The world of tennis appears to have changed with this generation of players remaining at the top for longer, making it harder for the younger players to break through. Canadian Raonic was the only player born in the 1990s to be seeded in the top-15 at this year’s Australian Open and a player born in that decade is yet to win a Grand Slam. If the first Grand Slam winner born in the 1990s had followed the pattern of players born in previous decades, we would have had a 1990s-born Grand Slam winner by 2014 and as early as 2009 as the table below illustrates.

First Grand Slam winner born in different decades

No player born in the nineties has reached a Grand Slam final yet either with the best performances being the semi-final appearances by Jerzy Janowicz (Wimbledon 2013), Milos Raonic (Wimbledon 2014) and Grigor Dimitrov (Wimbledon 2014). Last year Raonic’s Australian open quarter-final appearance was the best by a player born in the 1990s, along with Vasek Popsipil’s quarter-final at Wimbledon.

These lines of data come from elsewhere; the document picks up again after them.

//! Tab selector state for the settings surface.

/// Buttons and panels share tab ids; exactly the matching ones are active.
#[derive(Debug, Clone, PartialEq, Eq)]
pub struct TabSelector {
    buttons: Vec<String>,
    panels: Vec<String>,
    active: Option<String>,
}

impl TabSelector {
    /// Returns `None` when there are no buttons or no panels. The first
    /// button's tab starts active.
    pub fn new(buttons: Vec<String>, panels: Vec<String>) -> Option<Self> {
        if buttons.is_empty() || panels.is_empty() {
            return None;
        }
        let mut selector = Self {
            buttons,
            panels,
            active: None,
        };
        let first = selector.buttons[0].clone();
        selector.activate(&first);
        Some(selector)
    }

    /// Make `tab_id` active. An empty id is ignored.
    pub fn activate(&mut self, tab_id: &str) {
        if tab_id.is_empty() {
            return;
        }
        self.active = Some(tab_id.to_string());
    }

    pub fn active(&self) -> Option<&str> {
        self.active.as_deref()
    }

    pub fn button_active(&self, index: usize) -> bool {
        self.buttons.get(index).map(String::as_str) == self.active()
    }

    pub fn panel_active(&self, index: usize) -> bool {
        self.panels.get(index).map(String::as_str) == self.active()
    }

    /// Ids of the panels currently shown.
    pub fn active_panels(&self) -> impl Iterator<Item = &str> {
        self.panels
            .iter()
            .map(String::as_str)
            .filter(move |id| Some(*id) == self.active())
    }
}

#[cfg(test)]
mod tests {
    use super::*;

    fn ids(list: &[&str]) -> Vec<String> {
        list.iter().map(|s| s.to_string()).collect()
    }

    #[test]
    fn first_tab_active_initially() {
        let tabs = TabSelector::new(ids(&["ip", "url", "hash"]), ids(&["ip", "url", "hash"])).unwrap();
        assert_eq!(tabs.active(), Some("ip"));
        assert!(tabs.button_active(0));
        assert!(tabs.panel_active(0));
        assert!(!tabs.panel_active(1));
    }

    #[test]
    fn activate_switches_and_ignores_empty() {
        let mut tabs = TabSelector::new(ids(&["ip", "url"]), ids(&["ip", "url"])).unwrap();
        tabs.activate("url");
        tabs.activate("");
        assert_eq!(tabs.active_panels().collect::<Vec<_>>(), vec!["url"]);
    }

    #[test]
    fn unknown_tab_deactivates_everything() {
        let mut tabs = TabSelector::new(ids(&["ip"]), ids(&["ip"])).unwrap();
        tabs.activate("about");
        assert!(!tabs.button_active(0));
        assert_eq!(tabs.active_panels().count(), 0);
    }

    #[test]
    fn requires_buttons_and_panels() {
        assert!(TabSelector::new(vec![], ids(&["ip"])).is_none());
        assert!(TabSelector::new(ids(&["ip"]), vec![]).is_none());
    }
}
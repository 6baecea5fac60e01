//! Terminal host: lookups are printed or handed to a launcher command,
//! the clipboard is the desktop clipboard.

use anyhow::{bail, Context, Result};
use socintel_core::pivot::Host;

pub struct TerminalHost {
    launcher: Option<String>,
    dry_run: bool,
}

impl TerminalHost {
    pub fn new(launcher: Option<String>, dry_run: bool) -> Self {
        Self { launcher, dry_run }
    }
}

impl Host for TerminalHost {
    async fn active_tab_index(&self) -> Result<usize> {
        // A terminal has no tab strip; lookups are numbered from 1.
        Ok(0)
    }

    async fn open_tab(&self, url: &str, index: usize, _active: bool) -> Result<()> {
        match (&self.launcher, self.dry_run) {
            (Some(launcher), false) => {
                let status = tokio::process::Command::new(launcher)
                    .arg(url)
                    .status()
                    .await
                    .with_context(|| format!("spawn launcher {launcher}"))?;
                if !status.success() {
                    bail!("launcher {launcher} exited with {status}");
                }
                println!("{index:>2}. opened {url}");
            }
            (_, true) => println!("{index:>2}. would open {url}"),
            (None, false) => println!("{index:>2}. {url}"),
        }
        Ok(())
    }

    async fn write_clipboard(&self, text: &str) -> Result<()> {
        if self.dry_run {
            println!("would copy: {text}");
            return Ok(());
        }
        let owned = text.to_string();
        tokio::task::spawn_blocking(move || -> Result<()> {
            let mut clipboard = arboard::Clipboard::new().context("open clipboard")?;
            clipboard.set_text(owned).context("set clipboard text")?;
            Ok(())
        })
        .await
        .context("clipboard task")??;
        println!("copied: {text}");
        Ok(())
    }
}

Time will tell whether this trend sustains itself because of better fitness training and the advancements in sports science or whether it is due to an exceptional generation who have been around at exactly the moment that these advancements led to career prolongation for the first time. There is little doubt that the likes of Roger Federer and Novak Djokovic belong amongst the greatest players of all-time but perhaps Murray, Berdych and Ferrer would also have won more Grand Slams had they not had the misfortune to be active during the Federer-Nadal-Djokovic era. Therefore the young players of today may be dealing with many more players of exceptional talent than previous generations and, once the golden generation finally retire, the youth may rise again.